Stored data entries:

//! Swagger UI and the OpenAPI JSON.

use axum::Router;
use utoipa::OpenApi;
use utoipa_swagger_ui::SwaggerUi;

use crate::{services::documentation::ApiDoc, state::SharedState};

/// Serve the Swagger UI and the raw OpenAPI document.
pub fn router() -> Router<SharedState> {
    SwaggerUi::new("/docs")
        .url("/api-doc/openapi.json", ApiDoc::openapi())
        .into()
}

**About this task**
The expected output is the lines from the one holding "raw OpenAPI document." through the last line of the data, exactly as they appear, with nothing before or after.

**Response below**
/// Serve the Swagger UI and the raw OpenAPI document.
pub fn router() -> Router<SharedState> {
    SwaggerUi::new("/docs")
        .url("/api-doc/openapi.json", ApiDoc::openapi())
        .into()
}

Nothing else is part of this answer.